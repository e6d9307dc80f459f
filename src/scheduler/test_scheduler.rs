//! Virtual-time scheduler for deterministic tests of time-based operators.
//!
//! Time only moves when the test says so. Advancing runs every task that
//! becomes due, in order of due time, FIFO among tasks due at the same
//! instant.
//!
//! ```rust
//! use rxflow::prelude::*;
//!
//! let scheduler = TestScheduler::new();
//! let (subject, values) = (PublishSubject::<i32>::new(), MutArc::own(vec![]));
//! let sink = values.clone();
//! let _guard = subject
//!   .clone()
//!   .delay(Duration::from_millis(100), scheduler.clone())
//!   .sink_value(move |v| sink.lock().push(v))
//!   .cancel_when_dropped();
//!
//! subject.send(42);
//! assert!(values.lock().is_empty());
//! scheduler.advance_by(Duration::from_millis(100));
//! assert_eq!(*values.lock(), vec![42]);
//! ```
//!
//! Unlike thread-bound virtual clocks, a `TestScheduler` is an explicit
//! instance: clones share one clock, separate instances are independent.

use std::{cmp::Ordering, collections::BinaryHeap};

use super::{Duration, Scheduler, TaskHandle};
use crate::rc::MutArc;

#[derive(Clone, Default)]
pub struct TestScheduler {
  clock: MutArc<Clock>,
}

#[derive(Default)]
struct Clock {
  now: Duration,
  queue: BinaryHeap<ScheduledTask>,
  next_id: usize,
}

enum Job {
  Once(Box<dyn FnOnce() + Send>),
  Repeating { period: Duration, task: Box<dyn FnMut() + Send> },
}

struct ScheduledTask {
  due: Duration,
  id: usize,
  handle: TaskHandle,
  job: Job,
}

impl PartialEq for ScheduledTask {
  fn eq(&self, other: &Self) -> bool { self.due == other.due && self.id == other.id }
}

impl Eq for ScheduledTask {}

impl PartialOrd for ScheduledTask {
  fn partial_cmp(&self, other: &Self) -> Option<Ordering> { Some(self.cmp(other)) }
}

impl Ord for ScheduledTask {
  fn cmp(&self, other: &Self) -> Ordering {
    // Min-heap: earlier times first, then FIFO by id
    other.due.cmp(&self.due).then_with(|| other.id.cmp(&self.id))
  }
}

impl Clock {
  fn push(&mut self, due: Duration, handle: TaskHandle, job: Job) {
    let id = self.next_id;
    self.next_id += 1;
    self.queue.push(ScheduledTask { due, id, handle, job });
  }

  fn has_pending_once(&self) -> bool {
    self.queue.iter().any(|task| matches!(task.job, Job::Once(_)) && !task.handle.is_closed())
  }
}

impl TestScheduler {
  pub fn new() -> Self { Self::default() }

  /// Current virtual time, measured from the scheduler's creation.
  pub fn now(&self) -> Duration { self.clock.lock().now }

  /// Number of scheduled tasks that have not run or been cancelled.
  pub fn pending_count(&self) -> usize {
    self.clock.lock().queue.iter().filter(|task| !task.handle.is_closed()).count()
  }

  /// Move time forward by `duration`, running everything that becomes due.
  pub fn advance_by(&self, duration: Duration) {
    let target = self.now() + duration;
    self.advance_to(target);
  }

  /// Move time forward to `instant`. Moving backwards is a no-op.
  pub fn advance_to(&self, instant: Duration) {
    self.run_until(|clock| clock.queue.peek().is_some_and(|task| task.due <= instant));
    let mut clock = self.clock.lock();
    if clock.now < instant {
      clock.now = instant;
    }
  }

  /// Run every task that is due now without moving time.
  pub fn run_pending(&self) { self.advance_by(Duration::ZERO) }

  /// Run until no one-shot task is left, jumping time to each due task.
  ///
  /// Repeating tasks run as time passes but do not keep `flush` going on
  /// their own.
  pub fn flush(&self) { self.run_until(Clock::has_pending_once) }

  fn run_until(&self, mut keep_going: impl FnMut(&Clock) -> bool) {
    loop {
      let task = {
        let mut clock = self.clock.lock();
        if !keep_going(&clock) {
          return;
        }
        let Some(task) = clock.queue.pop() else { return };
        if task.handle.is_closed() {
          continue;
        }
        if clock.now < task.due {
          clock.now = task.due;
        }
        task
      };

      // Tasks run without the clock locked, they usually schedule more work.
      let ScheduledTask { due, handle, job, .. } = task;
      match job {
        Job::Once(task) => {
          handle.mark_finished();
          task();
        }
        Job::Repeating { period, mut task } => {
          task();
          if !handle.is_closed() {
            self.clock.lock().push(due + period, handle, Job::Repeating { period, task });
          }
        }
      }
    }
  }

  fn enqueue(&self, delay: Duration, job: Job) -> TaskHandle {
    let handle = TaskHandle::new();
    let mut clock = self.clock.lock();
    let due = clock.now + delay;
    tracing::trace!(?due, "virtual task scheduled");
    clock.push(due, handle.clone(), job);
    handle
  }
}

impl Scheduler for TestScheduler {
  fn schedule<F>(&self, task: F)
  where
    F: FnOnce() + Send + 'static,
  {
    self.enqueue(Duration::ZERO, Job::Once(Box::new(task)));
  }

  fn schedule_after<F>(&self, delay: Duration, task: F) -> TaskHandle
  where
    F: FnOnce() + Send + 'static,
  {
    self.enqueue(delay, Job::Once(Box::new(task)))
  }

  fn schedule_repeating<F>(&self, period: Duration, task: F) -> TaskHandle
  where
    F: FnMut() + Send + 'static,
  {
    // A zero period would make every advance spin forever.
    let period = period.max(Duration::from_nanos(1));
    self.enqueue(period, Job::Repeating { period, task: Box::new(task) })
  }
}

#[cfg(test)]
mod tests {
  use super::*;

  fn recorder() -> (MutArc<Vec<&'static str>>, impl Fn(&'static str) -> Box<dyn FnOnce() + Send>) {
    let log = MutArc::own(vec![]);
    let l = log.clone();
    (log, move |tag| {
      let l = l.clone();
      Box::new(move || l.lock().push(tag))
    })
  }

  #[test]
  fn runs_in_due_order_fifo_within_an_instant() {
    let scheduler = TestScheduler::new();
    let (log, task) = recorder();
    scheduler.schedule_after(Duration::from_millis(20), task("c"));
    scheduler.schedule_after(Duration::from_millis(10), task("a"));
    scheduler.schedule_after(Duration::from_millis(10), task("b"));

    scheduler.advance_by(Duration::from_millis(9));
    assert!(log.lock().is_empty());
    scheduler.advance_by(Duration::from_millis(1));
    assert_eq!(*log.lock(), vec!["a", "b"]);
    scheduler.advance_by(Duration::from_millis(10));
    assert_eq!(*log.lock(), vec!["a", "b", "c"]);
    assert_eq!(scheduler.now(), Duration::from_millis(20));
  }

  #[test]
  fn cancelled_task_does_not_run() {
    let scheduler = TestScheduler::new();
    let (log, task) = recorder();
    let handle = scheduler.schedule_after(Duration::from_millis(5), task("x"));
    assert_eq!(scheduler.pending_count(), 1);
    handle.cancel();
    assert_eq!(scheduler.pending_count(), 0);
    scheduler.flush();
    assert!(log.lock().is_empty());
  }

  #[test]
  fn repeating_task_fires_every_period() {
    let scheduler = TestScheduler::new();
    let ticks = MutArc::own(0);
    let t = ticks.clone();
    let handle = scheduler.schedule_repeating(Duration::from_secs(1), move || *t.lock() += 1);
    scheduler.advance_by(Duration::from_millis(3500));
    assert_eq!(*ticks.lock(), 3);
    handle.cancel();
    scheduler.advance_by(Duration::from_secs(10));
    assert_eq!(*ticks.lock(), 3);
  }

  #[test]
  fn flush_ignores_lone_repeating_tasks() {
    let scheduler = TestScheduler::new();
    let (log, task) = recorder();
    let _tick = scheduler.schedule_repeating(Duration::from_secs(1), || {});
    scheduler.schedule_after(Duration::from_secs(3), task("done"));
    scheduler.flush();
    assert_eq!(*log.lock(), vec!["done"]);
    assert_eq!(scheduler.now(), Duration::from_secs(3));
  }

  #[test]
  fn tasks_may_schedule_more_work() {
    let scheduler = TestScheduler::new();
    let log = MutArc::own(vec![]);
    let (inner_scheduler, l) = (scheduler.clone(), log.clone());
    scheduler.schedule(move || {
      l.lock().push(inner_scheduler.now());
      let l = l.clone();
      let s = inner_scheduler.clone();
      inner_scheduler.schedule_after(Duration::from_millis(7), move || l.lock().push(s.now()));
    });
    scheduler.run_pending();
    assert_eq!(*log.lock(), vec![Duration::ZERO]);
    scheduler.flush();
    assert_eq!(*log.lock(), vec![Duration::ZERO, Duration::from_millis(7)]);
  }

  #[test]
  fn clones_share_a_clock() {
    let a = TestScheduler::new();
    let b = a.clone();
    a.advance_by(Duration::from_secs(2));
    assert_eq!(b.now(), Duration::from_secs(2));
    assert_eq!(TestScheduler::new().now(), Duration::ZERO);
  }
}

Problem description |
Return each line of the data that contains the string "impl".

Answer below |
impl PartialEq for ScheduledTask {
impl Eq for ScheduledTask {}
impl PartialOrd for ScheduledTask {
impl Ord for ScheduledTask {
impl Clock {
impl TestScheduler {
  fn run_until(&self, mut keep_going: impl FnMut(&Clock) -> bool) {
impl Scheduler for TestScheduler {
  fn recorder() -> (MutArc<Vec<&'static str>>, impl Fn(&'static str) -> Box<dyn FnOnce() + Send>) {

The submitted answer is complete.